April 4, 2017
True or False: The 2016 Election Was an Undemocratic Process
By Michael S. Rozeff
LewRockwell.com
In their attempt to remove Trump from office, his critics charge that the 2016 election process was undemocratic, the implication being that Trump is holding office illegitimately and should resign or be removed. Is this charge true or false? The question to be raised and examined here is this: Was this election any different from any other election of an American president? Was it any more or less of a democratic process than any other such election? Is this election so tainted by undemocratic offenses that it should be ruled out of order? Or does this election share with its predecessors a similar measure of peccadilloes and “noise” that commonly accompany the process? By “noise”, I mean hype, rumors, exaggerations, misinformation, inaccurate ideas, inaccurate articles and editorials, biased statements, and so on.
Merely to raise these questions explicitly helps to place in proper context the gulf that separates what Trump critics are charging from the reality of the election we have just experienced. Anyone with almost any power to observe cannot, if they can set their biases, fears and hatreds aside, help but conclude that this election has observed just as much of a democratic process as any other such American election. In fact, this one was more decisive on electoral votes than the Bush-Gore contest that involved the Florida recount, and, on that account, relied less on arbitrary Supreme Court judgment. It was more clear-cut than the Kennedy-Nixon contest in which Mayor Daley swung the election to Kennedy by voting “irregularities” in Cook County; and, on that account, did not rely on Nixon’s gesture of conceding to Kennedy for the good of the country.
A democratic process is defined on the internet as having practices that are of the people, by the people and for the people. It is explained that “The ‘for the people bit happens when the government does what is required to keep the public informed on important matters.”

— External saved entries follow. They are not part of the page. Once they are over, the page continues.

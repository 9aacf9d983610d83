pub mod progress;
pub mod tasks_model;
pub mod tasks_repository;
pub mod tasks_service;
pub mod tasks_traits;

pub use progress::{CompletionLatch, TaskProgress};
pub use tasks_model::{NewTask, Task, ToggleOutcome};
pub use tasks_repository::TaskRepository;
pub use tasks_service::TaskService;
pub use tasks_traits::{TaskRepositoryTrait, TaskServiceTrait};
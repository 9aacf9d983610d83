use crate::errors::Result;
use crate::events::events_model::{Event, EventDraft, NewEvent};
use async_trait::async_trait;

/// Trait for event repository operations
#[async_trait]
pub trait EventRepositoryTrait: Send + Sync {
    fn load_events(&self) -> Result<Vec<Event>>;
    fn load_archived_events(&self) -> Result<Vec<Event>>;
    async fn insert_new_event(&self, new_event: NewEvent) -> Result<Event>;
    async fn update_event(&self, event_update: Event) -> Result<Event>;
    async fn reschedule_event(
        &self,
        event_id: &str,
        start_time: String,
        end_time: Option<String>,
    ) -> Result<Event>;
    async fn set_event_deleted(&self, event_id: &str, deleted: bool) -> Result<Event>;
}

/// Trait for event service operations
#[async_trait]
pub trait EventServiceTrait: Send + Sync {
    fn get_events(&self) -> Result<Vec<Event>>;
    fn get_archived_events(&self) -> Result<Vec<Event>>;
    /// The in-memory active view as last patched, without touching the store.
    fn cached_events(&self) -> Vec<Event>;
    async fn create_event(&self, draft: EventDraft) -> Result<Event>;
    async fn update_event(&self, event_update: Event) -> Result<Event>;
    async fn reschedule_event(
        &self,
        event_id: &str,
        start_time: String,
        end_time: Option<String>,
    ) -> Result<Event>;
    async fn archive_event(&self, event_id: &str) -> Result<Event>;
    async fn restore_event(&self, event_id: &str) -> Result<Event>;
}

Was the public informed on important matters by the two candidates? The campaigns were lengthy, 576 days for Clinton as a candidate and 512 days for Trump as a candidate. Each candidate traveled about 200,000 miles to meet the public. Each made about 300 speeches and rallies. Each candidate had about 2 dozen press conferences. Clinton hit 37 states and Trump made it to 45. Hillary Clinton was already extremely well-known. The thoughts, ideas, and plans of Donald Trump, an outspoken and blunt man, certainly were made known. The proposals of both candidates were fully aired and subjected to withering criticism from opponents of all kinds, including the media. There was an ample number of debates. Each candidate spent a lot of money campaigning. “Clinton and her super-PACs raised a total of $1.2 billion…” Trump raised and spent over $600 million.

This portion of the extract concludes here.